Friday, June 12, 2009

The train of thought is late again

I just thought to myself something along the lines of "Right, finished my hastily-knocked-together costume for my brother's party tomorrow, now for the more important task of..." and there was some word or phrase after that. But now I've got no idea what it was that I was going to do. I'm pretty sure it was something very significant that probably won't wait until tomorrow morning. But never mind.

Anyway, what I was going to blog about tonight was the idea of technologising the memory competition world. Check out the latest interview on, the extremely cool website that I might have mentioned before. On the one hand, it's a good idea to save the arbiters the hassle of marking (and avoid the mistakes that causes), and the idea of spectators being able to see live updates is fun (although I think people would prefer to see updating numbers rather than animations of people running).

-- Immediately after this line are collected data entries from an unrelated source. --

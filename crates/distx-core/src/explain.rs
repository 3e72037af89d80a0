//! # EXPLAIN Rendering
//!
//! Renders a [`DistributedPlan`] as text, one `PLAN FRAGMENT` block per fragment
//! starting with the result fragment. Within a fragment the tree is printed with its
//! first child *below* the parent and the remaining children branched off with
//! `|----`, so the probe side of a join reads straight down and the build side hangs
//! to the side:
//!
//! ```text
//!   2:HASH JOIN
//!   |  join op: INNER JOIN (BROADCAST)
//!   |
//!   |----1:EXCHANGE
//!   |
//!   0:OlapScanNode
//!      TABLE: t0
//! ```

use crate::expr::{Expr, SortKey};
use crate::fragment::{DataSink, DistributedPlan, PlanFragment};
use crate::physical::{PhysicalOp, PlanNode};
use crate::runtime_filter::{ProbeRuntimeFilter, RuntimeFilterDescriptor};
use serde::{Deserialize, Serialize};
use std::fmt::Write;

/// Append one line without trailing whitespace.
macro_rules! emit {
    ($out:expr, $($arg:tt)*) => {{
        let text = format!($($arg)*);
        $out.push_str(text.trim_end());
        $out.push('\n');
    }};
}

#[derive(Debug, Clone, Copy, PartialEq, Eq, Default, Serialize, Deserialize)]
#[serde(rename_all = "lowercase")]
pub enum ExplainLevel {
    #[default]
    Normal,
    /// Adds cardinality and column statistics to every node.
    Costs,
}

pub fn explain(plan: &DistributedPlan, level: ExplainLevel) -> String {
    let mut out = String::new();
    for fragment in plan.fragments.iter().rev() {
        write_fragment(&mut out, fragment, level);
        out.push('\n');
    }
    out
}

fn write_fragment(out: &mut String, fragment: &PlanFragment, level: ExplainLevel) {
    emit!(out, "PLAN FRAGMENT {}", fragment.id);
    let exprs = match fragment.sink {
        DataSink::Result => fragment
            .output_columns
            .iter()
            .map(|c| c.to_string())
            .collect::<Vec<_>>()
            .join(" | "),
        _ => String::new(),
    };
    emit!(out, " OUTPUT EXPRS:{}", exprs);
    emit!(out, "  PARTITION: {}", fragment.partition);
    out.push('\n');

    match &fragment.sink {
        DataSink::Result => {
            emit!(out, "  RESULT SINK");
        }
        DataSink::Stream {
            exchange_id,
            partition,
            ..
        } => {
            emit!(out, "  STREAM DATA SINK");
            emit!(out, "    EXCHANGE ID: {:02}", exchange_id.0);
            emit!(out, "    {}", partition);
        }
        DataSink::MultiCast {
            cte_id,
            destinations,
        } => {
            let ids: Vec<String> = destinations.iter().map(|d| d.to_string()).collect();
            emit!(out, "  MULTI CAST DATA SINK");
            emit!(out, "    CTE ID: {}", cte_id);
            emit!(out, "    DESTINATION FRAGMENTS: {}", ids.join(", "));
        }
    }
    out.push('\n');
    write_node(out, &fragment.root, "  ", "  ", level);
}

fn write_node(out: &mut String, node: &PlanNode, first: &str, prefix: &str, level: ExplainLevel) {
    emit!(out, "{}{}:{}", first, node.id, title(node));
    let detail_prefix = if node.children.is_empty() {
        format!("{}   ", prefix)
    } else {
        format!("{}|  ", prefix)
    };
    let mut lines = details(node);
    if level == ExplainLevel::Costs {
        lines.extend(cost_details(node));
    }
    for line in lines {
        emit!(out, "{}{}", detail_prefix, line);
    }
    if node.children.is_empty() {
        return;
    }
    emit!(out, "{}|  ", prefix);
    for child in &node.children[1..] {
        write_node(
            out,
            child,
            &format!("{}|----", prefix),
            &format!("{}|    ", prefix),
            level,
        );
        emit!(out, "{}|    ", prefix);
    }
    write_node(out, &node.children[0], prefix, prefix, level);
}

fn title(node: &PlanNode) -> String {
    match &node.op {
        PhysicalOp::HashAggregate { mode, .. } => format!("{} ({})", node.op.name(), mode),
        _ => node.op.name().to_string(),
    }
}

fn details(node: &PlanNode) -> Vec<String> {
    let mut lines = Vec::new();
    match &node.op {
        PhysicalOp::OlapScan {
            table,
            predicates,
            rollup,
            pre_aggregation,
            runtime_filters,
            ..
        } => {
            lines.push(format!("TABLE: {}", table.name));
            lines.push(pre_aggregation.to_string());
            let conjuncts: Vec<&Expr> = predicates.all_conjuncts().collect();
            if !conjuncts.is_empty() {
                lines.push(format!("PREDICATES: {}", join_exprs(conjuncts, ", ")));
            }
            if let Some((selected, total)) = &predicates.selected_partitions {
                lines.push(format!("partitions={}/{}", selected.len(), total));
            }
            lines.push(format!("rollup: {}", rollup));
            probe_filter_lines(&mut lines, runtime_filters);
        }
        PhysicalOp::Filter { predicate } => lines.push(format!("predicates: {}", predicate)),
        PhysicalOp::Project { exprs } => {
            for (column, expr) in exprs {
                lines.push(format!("<slot {}> : {}", column.id, expr));
            }
        }
        PhysicalOp::HashJoin {
            join_type,
            distribution,
            eq_keys,
            other_condition,
            colocate_reason,
            runtime_filters,
        } => {
            lines.push(format!("join op: {} ({})", join_type, distribution));
            lines.push(format!(
                "colocate: {}, reason: {}",
                *distribution == crate::physical::JoinDistribution::Colocate,
                colocate_reason
            ));
            for (probe, build) in eq_keys {
                lines.push(format!("equal join conjunct: {} = {}", probe, build));
            }
            if let Some(other) = other_condition {
                lines.push(format!("other join predicates: {}", other));
            }
            build_filter_lines(&mut lines, runtime_filters);
        }
        PhysicalOp::NestLoopJoin { join_type, condition } => {
            lines.push(format!("join op: {}", join_type));
            if let Some(condition) = condition {
                lines.push(format!("other join predicates: {}", condition));
            }
        }
        PhysicalOp::HashAggregate {
            streaming,
            group_by,
            aggregates,
            ..
        } => {
            if *streaming {
                lines.push("STREAMING".to_string());
            }
            if !aggregates.is_empty() {
                let outputs: Vec<String> = aggregates.iter().map(|a| a.to_string()).collect();
                lines.push(format!("output: {}", outputs.join(", ")));
            }
            let keys: Vec<String> = group_by.iter().map(|c| c.to_string()).collect();
            lines.push(format!("group by: {}", keys.join(", ")));
        }
        PhysicalOp::Repeat {
            grouping_sets,
            grouping_id,
            ..
        } => {
            let sets: Vec<String> = grouping_sets
                .iter()
                .map(|set| {
                    let ids: Vec<String> = set.iter().map(|id| id.to_string()).collect();
                    format!("[{}]", ids.join(", "))
                })
                .collect();
            lines.push(format!(
                "repeat: repeat {} lines [{}]",
                grouping_sets.len().saturating_sub(1),
                sets.join(", ")
            ));
            lines.push(format!("grouping id: {}", grouping_id));
        }
        PhysicalOp::SetOperation { inputs, .. } => {
            lines.push("child exprs:".to_string());
            for columns in inputs {
                let cols: Vec<String> = columns.iter().map(|c| c.to_string()).collect();
                lines.push(format!("    [{}]", cols.join(", ")));
            }
        }
        PhysicalOp::Sort { order, .. } => {
            lines.push(format!("order by: {}", order_by(order)));
            lines.push("offset: 0".to_string());
        }
        PhysicalOp::TopN {
            order,
            offset,
            count,
            ..
        } => {
            lines.push(format!("order by: {}", order_by(order)));
            lines.push(format!("offset: {}", offset));
            lines.push(format!("limit: {}", count));
        }
        PhysicalOp::Limit { offset, count } => {
            if *offset > 0 {
                lines.push(format!("offset: {}", offset));
            }
            lines.push(format!("limit: {}", count));
        }
        PhysicalOp::Exchange {
            offset,
            limit,
            runtime_filters,
            ..
        } => {
            if *offset > 0 {
                lines.push(format!("offset: {}", offset));
            }
            if let Some(limit) = limit {
                lines.push(format!("limit: {}", limit));
            }
            probe_filter_lines(&mut lines, runtime_filters);
        }
        PhysicalOp::CteConsumer {
            cte_id,
            runtime_filters,
            ..
        } => {
            lines.push(format!("cte_id = {}", cte_id));
            probe_filter_lines(&mut lines, runtime_filters);
        }
    }
    lines
}

fn cost_details(node: &PlanNode) -> Vec<String> {
    let mut lines = vec![format!("cardinality: {}", node.stats.row_count.round() as u64)];
    let known: Vec<String> = node
        .output
        .iter()
        .filter_map(|c| {
            let stat = node.stats.column_stats.get(&c.id)?;
            Some(format!("* {}-->{}", c.name, stat))
        })
        .collect();
    if !known.is_empty() {
        lines.push("column statistics: ".to_string());
        lines.extend(known);
    }
    lines
}

fn build_filter_lines(lines: &mut Vec<String>, filters: &[RuntimeFilterDescriptor]) {
    if filters.is_empty() {
        return;
    }
    lines.push("build runtime filters:".to_string());
    for f in filters {
        lines.push(format!(
            "- filter_id = {}, build_expr = ({}), remote = {}",
            f.id, f.build_expr, f.is_remote
        ));
    }
}

fn probe_filter_lines(lines: &mut Vec<String>, filters: &[ProbeRuntimeFilter]) {
    if filters.is_empty() {
        return;
    }
    lines.push("probe runtime filters:".to_string());
    for f in filters {
        let ids: Vec<String> = f.filter_ids.iter().map(|id| id.to_string()).collect();
        let mut line = format!("- filter_id = {}, probe_expr = ({})", ids.join(","), f.probe_expr);
        if !f.partition_exprs.is_empty() {
            let _ = write!(line, ", partition_exprs = ({})", join_exprs(&f.partition_exprs, ","));
        }
        lines.push(line);
    }
}

fn join_exprs<'a>(exprs: impl IntoIterator<Item = &'a Expr>, sep: &str) -> String {
    exprs
        .into_iter()
        .map(|e| e.to_string())
        .collect::<Vec<_>>()
        .join(sep)
}

fn order_by(order: &[SortKey]) -> String {
    order
        .iter()
        .map(|k| match &k.expr {
            Expr::Column(c) => format!("<slot {}> {}", c.id, k),
            _ => k.to_string(),
        })
        .collect::<Vec<_>>()
        .join(", ")
}

#[cfg(test)]
mod tests {
    use super::*;
    use crate::cost::Cost;
    use crate::expr::*;
    use crate::fragment::{FragmentId, PlanFragment};
    use crate::physical::{JoinDistribution, PlanNodeId};
    use crate::properties::{DataPartition, Distribution};
    use crate::runtime_filter::RuntimeFilterId;
    use crate::stats::{ColumnStatistic, Statistics};

    fn c(id: u32) -> ColumnRef {
        ColumnRef::new(id, format!("v{}", id))
    }

    fn node(id: u32, op: PhysicalOp, children: Vec<PlanNode>) -> PlanNode {
        let output = op.output_columns(&children);
        PlanNode {
            id: PlanNodeId(id),
            op,
            children,
            stats: Statistics::new(10000.0)
                .with_column(ColumnId(1), ColumnStatistic::new(0.0, 3.0, 0.0, 8.0, 4.0)),
            cost: Cost::zero(),
            distribution: Distribution::Any,
            output,
        }
    }

    fn sample() -> DistributedPlan {
        let scan = node(
            0,
            PhysicalOp::OlapScan {
                table: TableRef::new("db", "t0"),
                columns: vec![c(1)],
                predicates: ScanOperatorPredicates::default(),
                rollup: "t0".to_string(),
                pre_aggregation: PreAggregation::On,
                bucket: None,
                runtime_filters: vec![ProbeRuntimeFilter {
                    filter_ids: vec![RuntimeFilterId(0)],
                    probe_expr: Expr::col(&c(1)),
                    partition_exprs: vec![],
                }],
            },
            vec![],
        );
        let build = node(
            1,
            PhysicalOp::Exchange {
                kind: crate::properties::ExchangeKind::Broadcast,
                merge_order: None,
                offset: 0,
                limit: None,
                runtime_filters: vec![],
            },
            vec![],
        );
        let join = node(
            2,
            PhysicalOp::HashJoin {
                join_type: JoinType::Inner,
                distribution: JoinDistribution::Broadcast,
                eq_keys: vec![(c(1), c(5))],
                other_condition: None,
                colocate_reason: String::new(),
                runtime_filters: vec![RuntimeFilterDescriptor {
                    id: RuntimeFilterId(0),
                    build_expr: Expr::col(&c(5)),
                    probe_expr: Expr::col(&c(1)),
                    is_remote: false,
                    partition_exprs: vec![],
                }],
            },
            vec![scan, build],
        );
        DistributedPlan {
            fragments: vec![PlanFragment {
                id: FragmentId(0),
                root: join,
                partition: DataPartition::Random,
                sink: DataSink::Result,
                output_columns: vec![c(1)],
            }],
            output_columns: vec![c(1)],
        }
    }

    #[test]
    fn test_join_layout() {
        let text = explain(&sample(), ExplainLevel::Normal);
        let expected = "\
PLAN FRAGMENT 0
 OUTPUT EXPRS:1: v1
  PARTITION: RANDOM

  RESULT SINK

  2:HASH JOIN
  |  join op: INNER JOIN (BROADCAST)
  |  colocate: false, reason:
  |  equal join conjunct: 1: v1 = 5: v5
  |  build runtime filters:
  |  - filter_id = 0, build_expr = (5: v5), remote = false
  |
  |----1:EXCHANGE
  |
  0:OlapScanNode
     TABLE: t0
     PREAGGREGATION: ON
     rollup: t0
     probe runtime filters:
     - filter_id = 0, probe_expr = (1: v1)
";
        assert_eq!(text.trim_end(), expected.trim_end());
    }

    #[test]
    fn test_costs_level_prints_statistics() {
        let text = explain(&sample(), ExplainLevel::Costs);
        assert!(text.contains("cardinality: 10000"));
        assert!(text.contains("* v1-->[0.0, 3.0, 0.0, 8.0, 4.0] ESTIMATE"));
    }
}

On the other hand, there are definite health and safety issues with requiring competitors to stare at a computer screen for an hour. I think it'd still be better to have the memorisation done on paper, and the recall on computer. But then, that would probably lead to more possibility of technical problems, and that's the wider issue - the cost of setting up computers for everyone is something the organisers could maybe deal with, if they get a bit more money from somewhere, but there would inevitably be something go wrong with it. Probably a power cut in the middle of a competition that causes all the numbers the competitors have spent the previous two hours typing in to be lost. I remain sceptical.


Anonymous said...

I wouldn't stare at a computer screen for the length of time necessary. I hate staring at lights be it computers, bulbs, camera flashes or the sun. I'm the only member of my family that doesn't wear glasses and I prefer to keep it that way :-)

I think it's a good idea for the spectators though and it would be ok if it was just the recall stage.


Mike said...

I have spent a lot of my free time recently, working on a simultaneous competition online tool. It has no nice visual look yet but I am nearly ready to ask a few friends to compete with me and see if the internet breaks as a result.
I posted a comment on Memory-Sports about presenting binary as a picture drawn by instructions which match binary sequences.
That is the kind of thing that I would like to aim for IF I had the free time: making memory activities more visual or louder so that it is a 'spectacle' - in the good sense of the word.

Mike Carroll said...

Pencil and paper is definitely the way to go. Although computers would make the scoring much easier, paper feels much more tangible.